Some schools around the state have sought a uniform look for graduating students that limits distractions or special attention, resulting in bans on ornamentation, the Salt Lake Tribune reported Monday.
For Pacific Islander students, the leis represent their culture, heritage and more.
“Leis are a token of love and appreciation for all that they’ve done in high school,” said M. Vida Hafoka, whose son recently graduated from Westlake High School in Saratoga Springs.
Angie Lotulelei wanted her daughter to be able to wear leis during West High School’s commencement ceremony, which was held at the Huntsman Center at the University of Utah. Lotulelei wore leis when she graduated from a Salt Lake City high school in 1994.
“They don’t want us to display our cultural customs or traditions,” Lotulelei said. “It takes away what sets them apart, what makes them special. We do that to celebrate their difference.”
For some schools, the bans were placed by the venue for the ceremony. The Huntsman Center in Salt Lake City where several ceremonies were held this year, including four ceremonies for the Salt Lake City School District, banned all leis.
“The leis are always a problem,” said Aaron White, the center’s director. “The students are excited. They’re hugging. Flowers and leaves fall off on the floor.”
Cleaning up can be costly, White said, especially when there are four ceremonies held on the same day.
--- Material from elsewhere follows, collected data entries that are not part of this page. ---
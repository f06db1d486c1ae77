use thiserror::Error;

/// Errors raised by the draft editor. Both kinds are recoverable: the draft
/// always returns to an editable state with user-facing feedback text.
#[derive(Debug, Error)]
pub enum DraftError {
    /// A required field is empty after trimming, or a category name collides
    /// case-insensitively with an existing one. Never reaches the saver.
    #[error("{0}")]
    Validation(String),

    /// The injected saver reported a failure. The cause is not inspected
    /// beyond its message.
    #[error("save failed: {0}")]
    ExternalSave(String),
}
It would have cost an additional $500 to send in a rush cleaning crew between the ceremonies, he said.
The Salt Lake City School District challenged the policy but was not able to change it, said Claustina Mahon-Reynolds, the district’s supervisor of educational equity and advocacy.
“The discussion started a little late for this year, but we’re hopeful that for next year they might be a little more inclusive,” Mahon-Reynolds said.
If the center is not willing to change its policies for high school graduations, the district may go somewhere else, Mahon-Reynolds said.